//! Internal representation of converted result values.

use std::fmt::{self, Write as _};

use crate::models::{FieldType, Operation, WireItem};

/// Text used for SQL NULL in the internal representation and on screen.
pub const NULL_STRING: &str = "NULL";

/// Key/value pair of a MAP (or element/multiplicity pair of a MULTISET)
#[derive(Debug, Clone, PartialEq, Eq, Hash)]
pub struct MapEntry {
    pub key: StatementResultField,
    pub value: StatementResultField,
}

impl MapEntry {
    pub fn new(key: StatementResultField, value: StatementResultField) -> Self {
        Self { key, value }
    }
}

/// A converted result value, possibly nested
///
/// Values are immutable once built. Equality and hashing are structural,
/// which is what row identity in the materialized table relies on.
#[derive(Debug, Clone, PartialEq, Eq, Hash)]
pub enum StatementResultField {
    Atomic {
        field_type: FieldType,
        value: String,
    },
    Array {
        element_type: FieldType,
        values: Vec<StatementResultField>,
    },
    Map {
        key_type: FieldType,
        value_type: FieldType,
        entries: Vec<MapEntry>,
    },
    Row {
        element_types: Vec<FieldType>,
        values: Vec<StatementResultField>,
    },
}

impl StatementResultField {
    /// The typed NULL every malformed or absent payload degrades to.
    pub fn null() -> Self {
        StatementResultField::Atomic {
            field_type: FieldType::Null,
            value: NULL_STRING.to_string(),
        }
    }

    pub fn atomic(field_type: FieldType, value: impl Into<String>) -> Self {
        StatementResultField::Atomic {
            field_type,
            value: value.into(),
        }
    }

    pub fn is_null(&self) -> bool {
        matches!(
            self,
            StatementResultField::Atomic {
                field_type: FieldType::Null,
                ..
            }
        )
    }

    /// Type tag of the value itself. Multisets are stored as maps.
    pub fn field_type(&self) -> FieldType {
        match self {
            StatementResultField::Atomic { field_type, .. } => field_type.clone(),
            StatementResultField::Array { .. } => FieldType::Array,
            StatementResultField::Map { .. } => FieldType::Map,
            StatementResultField::Row { .. } => FieldType::Row,
        }
    }

    /// Rebuild the wire payload this value was converted from.
    pub fn to_wire(&self) -> WireItem {
        match self {
            StatementResultField::Atomic {
                field_type: FieldType::Null,
                ..
            } => WireItem::Null,
            StatementResultField::Atomic { value, .. } => WireItem::Scalar(value.clone()),
            StatementResultField::Array { values, .. }
            | StatementResultField::Row { values, .. } => {
                WireItem::List(values.iter().map(StatementResultField::to_wire).collect())
            },
            StatementResultField::Map { entries, .. } => WireItem::List(
                entries
                    .iter()
                    .map(|e| WireItem::List(vec![e.key.to_wire(), e.value.to_wire()]))
                    .collect(),
            ),
        }
    }

    /// Append the canonical key encoding of this value to `out`.
    ///
    /// Every node carries a tag and every variable-length part is length
    /// prefixed, so two encodings are equal only for structurally equal values.
    pub(crate) fn write_key(&self, out: &mut String) {
        match self {
            StatementResultField::Atomic {
                field_type: FieldType::Null,
                ..
            } => out.push('N'),
            StatementResultField::Atomic { field_type, value } => {
                let type_name = field_type.as_str();
                let _ = write!(
                    out,
                    "A{}:{}{}:{}",
                    type_name.len(),
                    type_name,
                    value.len(),
                    value
                );
            },
            StatementResultField::Array {
                element_type,
                values,
            } => {
                let type_name = element_type.as_str();
                let _ = write!(out, "[{}:{}{}:", type_name.len(), type_name, values.len());
                for value in values {
                    value.write_key(out);
                }
                out.push(']');
            },
            StatementResultField::Map {
                key_type,
                value_type,
                entries,
            } => {
                let (k, v) = (key_type.as_str(), value_type.as_str());
                let _ = write!(
                    out,
                    "{{{}:{}{}:{}{}:",
                    k.len(),
                    k,
                    v.len(),
                    v,
                    entries.len()
                );
                for entry in entries {
                    entry.key.write_key(out);
                    entry.value.write_key(out);
                }
                out.push('}');
            },
            StatementResultField::Row {
                element_types,
                values,
            } => {
                let _ = write!(out, "({}:", values.len());
                for element_type in element_types {
                    let type_name = element_type.as_str();
                    let _ = write!(out, "{}:{}", type_name.len(), type_name);
                }
                for value in values {
                    value.write_key(out);
                }
                out.push(')');
            },
        }
    }
}

impl fmt::Display for StatementResultField {
    fn fmt(&self, f: &mut fmt::Formatter<'_>) -> fmt::Result {
        match self {
            StatementResultField::Atomic { value, .. } => f.write_str(value),
            StatementResultField::Array { values, .. } => {
                f.write_str("[")?;
                for (i, value) in values.iter().enumerate() {
                    if i > 0 {
                        f.write_str(", ")?;
                    }
                    write!(f, "{}", value)?;
                }
                f.write_str("]")
            },
            StatementResultField::Map { entries, .. } => {
                f.write_str("{")?;
                for (i, entry) in entries.iter().enumerate() {
                    if i > 0 {
                        f.write_str(", ")?;
                    }
                    write!(f, "{}={}", entry.key, entry.value)?;
                }
                f.write_str("}")
            },
            StatementResultField::Row { values, .. } => {
                f.write_str("(")?;
                for (i, value) in values.iter().enumerate() {
                    if i > 0 {
                        f.write_str(", ")?;
                    }
                    write!(f, "{}", value)?;
                }
                f.write_str(")")
            },
        }
    }
}

/// Identity of a row in the materialized table view
///
/// Derived from the row's fields only (never the operation), so an
/// `UPDATE_BEFORE` carrying the same values as an earlier `INSERT`
/// resolves to the same key.
#[derive(Debug, Clone, PartialEq, Eq, Hash)]
pub struct RowKey(String);

impl RowKey {
    pub fn from_fields(fields: &[StatementResultField]) -> Self {
        let mut out = String::with_capacity(fields.len() * 16);
        out.push_str(&fields.len().to_string());
        out.push('|');
        for field in fields {
            field.write_key(&mut out);
        }
        RowKey(out)
    }

    pub fn as_str(&self) -> &str {
        &self.0
    }
}

/// One column of a converted page, in row order
#[derive(Debug, Clone, PartialEq)]
pub struct StatementResultColumn {
    pub name: String,
    pub field_type: FieldType,
    pub fields: Vec<StatementResultField>,
}

/// One converted row with its change kind
#[derive(Debug, Clone, PartialEq, Eq)]
pub struct StatementResultRow {
    pub operation: Operation,
    pub fields: Vec<StatementResultField>,
}

impl StatementResultRow {
    pub fn new(operation: Operation, fields: Vec<StatementResultField>) -> Self {
        Self { operation, fields }
    }

    pub fn key(&self) -> RowKey {
        RowKey::from_fields(&self.fields)
    }

    /// Field values rendered for display, in column order.
    pub fn display_values(&self) -> Vec<String> {
        self.fields.iter().map(|f| f.to_string()).collect()
    }
}
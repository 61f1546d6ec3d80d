//! Library entry point for streamsql-cli components.
//!
//! Exposes the result store, session and formatting modules so integration
//! tests can drive them without going through the binary entry point.

pub mod config;
pub mod error;
pub mod formatter;
pub mod history;
pub mod parser;
pub mod results_view;
pub mod session;
pub mod store;

pub use config::CLIConfiguration;
pub use error::{CLIError, Result};
pub use formatter::{OutputFormat, OutputFormatter};
pub use parser::{Command, CommandParser, ViewMode};
pub use session::{CLISession, CommandOutcome, SessionOptions, Surface};
pub use store::MaterializedResultStore;

/// CLI version reported by the banner and `\status`
pub const CLI_VERSION: &str = env!("CARGO_PKG_VERSION");
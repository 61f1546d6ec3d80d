//! streamsql - terminal client for a streaming SQL gateway
//!
//! # Usage
//!
//! ```bash
//! # Interactive mode
//! streamsql --url https://gateway.example.com --org org-1 --env env-1
//!
//! # Execute SQL file
//! streamsql --file queries.sql
//!
//! # CSV output of a single statement
//! streamsql --csv -c "SELECT * FROM orders"
//! ```

use clap::Parser;

use streamsql_cli::{CLIConfiguration, CLIError, Result};

mod args;
mod connect;

use args::Cli;
use connect::{apply_overrides, create_session};

/// Exit code when the gateway rejected the credentials
const EXIT_UNAUTHORIZED: i32 = 2;

fn init_logging(verbose: bool) {
    let default_level = if verbose { "debug" } else { "warn" };
    env_logger::Builder::from_env(env_logger::Env::default().default_filter_or(default_level))
        .format_timestamp_millis()
        .init();
}

async fn run(cli: Cli) -> Result<()> {
    let mut config = CLIConfiguration::load(&cli.config)?;
    apply_overrides(&cli, &mut config);

    let mut session = create_session(&cli, &config)?;

    match (&cli.file, &cli.command) {
        (Some(file), None) => {
            let sql = std::fs::read_to_string(file).map_err(|e| {
                CLIError::FileError(format!("Failed to read {}: {}", file.display(), e))
            })?;
            session.execute_batch(&sql).await
        },
        (None, Some(command)) => session.execute_batch(command).await,
        (None, None) => session.run_interactive().await,
        (Some(_), Some(_)) => Err(CLIError::ConfigurationError(
            "Cannot specify both --file and --command".into(),
        )),
    }
}

#[tokio::main]
async fn main() {
    let cli = Cli::parse();
    init_logging(cli.verbose);
    if cli.no_color {
        colored::control::set_override(false);
    }

    if let Err(e) = run(cli).await {
        eprintln!("✗ {}", e);
        let code = if e.is_fatal() { EXIT_UNAUTHORIZED } else { 1 };
        std::process::exit(code);
    }
}
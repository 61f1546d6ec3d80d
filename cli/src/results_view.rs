//! Full-screen results view
//!
//! The table surface of the session. It renders the active view of a
//! [`MaterializedResultStore`] in the alternate screen and hands control back
//! to the session with a [`ViewAction`] whenever the user asks for something
//! that needs the network or a different view:
//! - Up/Down, PageUp/PageDown, Home/End scroll
//! - `n` fetches the next page
//! - `m` or Tab toggles table / changelog
//! - `q`, Esc or Ctrl+C returns to the prompt

use std::io::{self, Write};
use std::ops::Range;

use colored::Colorize;
use crossterm::{
    cursor::{Hide, MoveTo, Show},
    event::{self, Event, KeyCode, KeyEvent, KeyEventKind, KeyModifiers},
    terminal::{self, ClearType, EnterAlternateScreen, LeaveAlternateScreen},
    ExecutableCommand,
};

use crate::formatter::OutputFormatter;
use crate::store::MaterializedResultStore;

/// Title bar, footer
const CHROME_LINES: usize = 2;

/// Top border, header row and separator of a box-drawn table
const TABLE_HEAD_LINES: usize = 3;

/// What the session should do after the view returns
#[derive(Debug, Clone, Copy, PartialEq, Eq)]
pub enum ViewAction {
    NextPage,
    ToggleMode,
    Quit,
}

#[derive(Debug, Clone, Copy, PartialEq, Eq)]
enum KeyOutcome {
    Return(ViewAction),
    Scroll(isize),
    Top,
    Bottom,
    Ignore,
}

/// Scroll position over the body rows of a table
#[derive(Debug, Clone, Copy, PartialEq, Eq)]
pub struct Viewport {
    offset: usize,
    height: usize,
}

impl Viewport {
    pub fn new(height: usize) -> Self {
        Self {
            offset: 0,
            height: height.max(1),
        }
    }

    pub fn offset(&self) -> usize {
        self.offset
    }

    pub fn height(&self) -> usize {
        self.height
    }

    pub fn resize(&mut self, height: usize, total: usize) {
        self.height = height.max(1);
        self.clamp(total);
    }

    pub fn scroll_by(&mut self, delta: isize, total: usize) {
        self.offset = if delta < 0 {
            self.offset.saturating_sub(delta.unsigned_abs())
        } else {
            self.offset.saturating_add(delta as usize)
        };
        self.clamp(total);
    }

    pub fn scroll_to_top(&mut self) {
        self.offset = 0;
    }

    pub fn scroll_to_bottom(&mut self, total: usize) {
        self.offset = total.saturating_sub(self.height);
    }

    /// Keep the last page full; a shrinking view pulls the offset back.
    pub fn clamp(&mut self, total: usize) {
        self.offset = self.offset.min(total.saturating_sub(self.height));
    }

    pub fn visible(&self, total: usize) -> Range<usize> {
        let start = self.offset.min(total);
        start..(start + self.height).min(total)
    }
}

/// Interactive table surface
pub struct ResultsView {
    viewport: Viewport,
    color_enabled: bool,
}

impl ResultsView {
    pub fn new(color_enabled: bool) -> Self {
        Self {
            viewport: Viewport::new(1),
            color_enabled,
        }
    }

    /// Forget the scroll position, e.g. for a new statement.
    pub fn reset(&mut self) {
        self.viewport.scroll_to_top();
    }

    /// Show the store until the user picks an action.
    ///
    /// `status` is shown in the title bar (statement name, phase, paging).
    /// The scroll position is kept across calls so that fetching a page or
    /// toggling the mode does not jump back to the top.
    pub fn run(&mut self, store: &MaterializedResultStore, status: &str) -> io::Result<ViewAction> {
        let headers = store.headers();
        let rows: Vec<Vec<String>> = store
            .iter()
            .map(|fields| fields.iter().map(|f| f.to_string()).collect())
            .collect();
        let mode = if store.is_table_mode() { "table" } else { "changelog" };
        let title = format!("{} | {} | {} rows", status, mode, rows.len());

        let mut stdout = io::stdout();
        terminal::enable_raw_mode()?;
        stdout.execute(EnterAlternateScreen)?;
        stdout.execute(Hide)?;

        let result = self.run_loop(&mut stdout, &title, &headers, &rows);

        // Restore terminal state even if the loop failed
        stdout.execute(Show)?;
        stdout.execute(LeaveAlternateScreen)?;
        terminal::disable_raw_mode()?;

        result
    }

    fn run_loop(
        &mut self,
        stdout: &mut io::Stdout,
        title: &str,
        headers: &[String],
        rows: &[Vec<String>],
    ) -> io::Result<ViewAction> {
        let (width, height) = terminal::size()?;
        let mut lines = OutputFormatter::table_lines(headers, rows, width as usize);
        self.viewport.resize(Self::body_height(height), rows.len());
        self.render(stdout, title, &lines, rows.len())?;

        loop {
            if !event::poll(std::time::Duration::from_millis(100))? {
                continue;
            }
            match event::read()? {
                Event::Key(key_event) => {
                    // Only handle key press events, not release
                    if key_event.kind != KeyEventKind::Press {
                        continue;
                    }
                    match Self::outcome_for(key_event, self.viewport.height()) {
                        KeyOutcome::Return(action) => return Ok(action),
                        KeyOutcome::Scroll(delta) => self.viewport.scroll_by(delta, rows.len()),
                        KeyOutcome::Top => self.viewport.scroll_to_top(),
                        KeyOutcome::Bottom => self.viewport.scroll_to_bottom(rows.len()),
                        KeyOutcome::Ignore => continue,
                    }
                },
                Event::Resize(width, height) => {
                    lines = OutputFormatter::table_lines(headers, rows, width as usize);
                    self.viewport.resize(Self::body_height(height), rows.len());
                },
                _ => continue,
            }
            self.render(stdout, title, &lines, rows.len())?;
        }
    }

    fn body_height(terminal_height: u16) -> usize {
        // Table head and bottom border stay on screen
        (terminal_height as usize).saturating_sub(CHROME_LINES + TABLE_HEAD_LINES + 1)
    }

    fn outcome_for(key: KeyEvent, page: usize) -> KeyOutcome {
        let page = page as isize;
        match key.code {
            KeyCode::Char('c') if key.modifiers.contains(KeyModifiers::CONTROL) => {
                KeyOutcome::Return(ViewAction::Quit)
            },
            KeyCode::Esc | KeyCode::Char('q') => KeyOutcome::Return(ViewAction::Quit),
            KeyCode::Char('n') => KeyOutcome::Return(ViewAction::NextPage),
            KeyCode::Char('m') | KeyCode::Tab => KeyOutcome::Return(ViewAction::ToggleMode),
            KeyCode::Up | KeyCode::Char('k') => KeyOutcome::Scroll(-1),
            KeyCode::Down | KeyCode::Char('j') => KeyOutcome::Scroll(1),
            KeyCode::PageUp => KeyOutcome::Scroll(-page),
            KeyCode::PageDown | KeyCode::Char(' ') => KeyOutcome::Scroll(page),
            KeyCode::Home | KeyCode::Char('g') => KeyOutcome::Top,
            KeyCode::End | KeyCode::Char('G') => KeyOutcome::Bottom,
            _ => KeyOutcome::Ignore,
        }
    }

    fn render(
        &self,
        stdout: &mut impl Write,
        title: &str,
        lines: &[String],
        row_count: usize,
    ) -> io::Result<()> {
        stdout.execute(terminal::Clear(ClearType::All))?;
        stdout.execute(MoveTo(0, 0))?;

        let header = if self.color_enabled {
            format!(" {} ", title).on_bright_blue().white().bold().to_string()
        } else {
            format!(" {} ", title)
        };
        write!(stdout, "{}\r\n", header)?;

        for line in Self::frame(lines, self.viewport.visible(row_count)) {
            write!(stdout, "{}\r\n", line)?;
        }

        let range = self.viewport.visible(row_count);
        let position = if row_count == 0 {
            "empty".to_string()
        } else {
            format!("{}-{} of {}", range.start + 1, range.end, row_count)
        };
        let hints = format!(
            "{}  ↑↓ scroll, n next page, m table/changelog, q back",
            position
        );
        if self.color_enabled {
            write!(stdout, "{}", hints.dimmed())?;
        } else {
            write!(stdout, "{}", hints)?;
        }
        stdout.flush()
    }

    /// Table head, the visible body rows and the bottom border.
    fn frame(lines: &[String], visible: Range<usize>) -> Vec<&str> {
        if lines.len() <= TABLE_HEAD_LINES {
            return lines.iter().map(String::as_str).collect();
        }
        let body = &lines[TABLE_HEAD_LINES..lines.len() - 1];
        let mut frame: Vec<&str> = lines[..TABLE_HEAD_LINES].iter().map(String::as_str).collect();
        frame.extend(
            body[visible.start.min(body.len())..visible.end.min(body.len())]
                .iter()
                .map(String::as_str),
        );
        if let Some(bottom) = lines.last() {
            frame.push(bottom);
        }
        frame
    }
}

#[cfg(test)]
mod tests {
    use super::*;

    fn key(code: KeyCode) -> KeyEvent {
        KeyEvent::new(code, KeyModifiers::NONE)
    }

    #[test]
    fn test_viewport_scrolls_within_bounds() {
        let mut viewport = Viewport::new(3);
        viewport.scroll_by(-5, 10);
        assert_eq!(viewport.offset(), 0);

        viewport.scroll_by(4, 10);
        assert_eq!(viewport.visible(10), 4..7);

        viewport.scroll_by(100, 10);
        assert_eq!(viewport.visible(10), 7..10);

        viewport.scroll_to_top();
        assert_eq!(viewport.visible(10), 0..3);
    }

    #[test]
    fn test_viewport_short_content() {
        let mut viewport = Viewport::new(5);
        viewport.scroll_to_bottom(2);
        assert_eq!(viewport.visible(2), 0..2);
        assert_eq!(viewport.visible(0), 0..0);
    }

    #[test]
    fn test_viewport_clamps_when_content_shrinks() {
        let mut viewport = Viewport::new(2);
        viewport.scroll_to_bottom(10);
        assert_eq!(viewport.offset(), 8);

        viewport.clamp(4);
        assert_eq!(viewport.visible(4), 2..4);

        viewport.resize(10, 4);
        assert_eq!(viewport.visible(4), 0..4);
    }

    #[test]
    fn test_zero_height_is_one_row() {
        let viewport = Viewport::new(0);
        assert_eq!(viewport.height(), 1);
    }

    #[test]
    fn test_key_bindings() {
        assert_eq!(
            ResultsView::outcome_for(key(KeyCode::Char('n')), 10),
            KeyOutcome::Return(ViewAction::NextPage)
        );
        assert_eq!(
            ResultsView::outcome_for(key(KeyCode::Tab), 10),
            KeyOutcome::Return(ViewAction::ToggleMode)
        );
        assert_eq!(
            ResultsView::outcome_for(key(KeyCode::Esc), 10),
            KeyOutcome::Return(ViewAction::Quit)
        );
        assert_eq!(
            ResultsView::outcome_for(
                KeyEvent::new(KeyCode::Char('c'), KeyModifiers::CONTROL),
                10
            ),
            KeyOutcome::Return(ViewAction::Quit)
        );
        assert_eq!(
            ResultsView::outcome_for(key(KeyCode::PageUp), 10),
            KeyOutcome::Scroll(-10)
        );
        assert_eq!(ResultsView::outcome_for(key(KeyCode::End), 10), KeyOutcome::Bottom);
        assert_eq!(ResultsView::outcome_for(key(KeyCode::Char('x')), 10), KeyOutcome::Ignore);
    }

    #[test]
    fn test_frame_keeps_head_and_bottom_border() {
        let headers = vec!["id".to_string()];
        let rows: Vec<Vec<String>> = (0..5).map(|i| vec![i.to_string()]).collect();
        let lines = OutputFormatter::table_lines(&headers, &rows, 80);

        let frame = ResultsView::frame(&lines, 1..3);
        assert_eq!(frame.len(), TABLE_HEAD_LINES + 2 + 1);
        assert!(frame[1].contains("id"));
        assert!(frame[3].contains('1'));
        assert!(frame[4].contains('2'));
        assert!(frame[5].starts_with('└'));
    }

    #[test]
    fn test_frame_without_columns() {
        let lines = OutputFormatter::table_lines(&[], &[], 80);
        assert_eq!(ResultsView::frame(&lines, 0..0), vec!["(no columns)"]);
    }
}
+ + +
WHAT THIS TASK INVOLVES
Every line of the listing that includes the word "KeyModifiers" must be copied.

TASK RESULT
    event::{self, Event, KeyCode, KeyEvent, KeyEventKind, KeyModifiers},
            KeyCode::Char('c') if key.modifiers.contains(KeyModifiers::CONTROL) => {
        KeyEvent::new(code, KeyModifiers::NONE)
                KeyEvent::new(KeyCode::Char('c'), KeyModifiers::CONTROL),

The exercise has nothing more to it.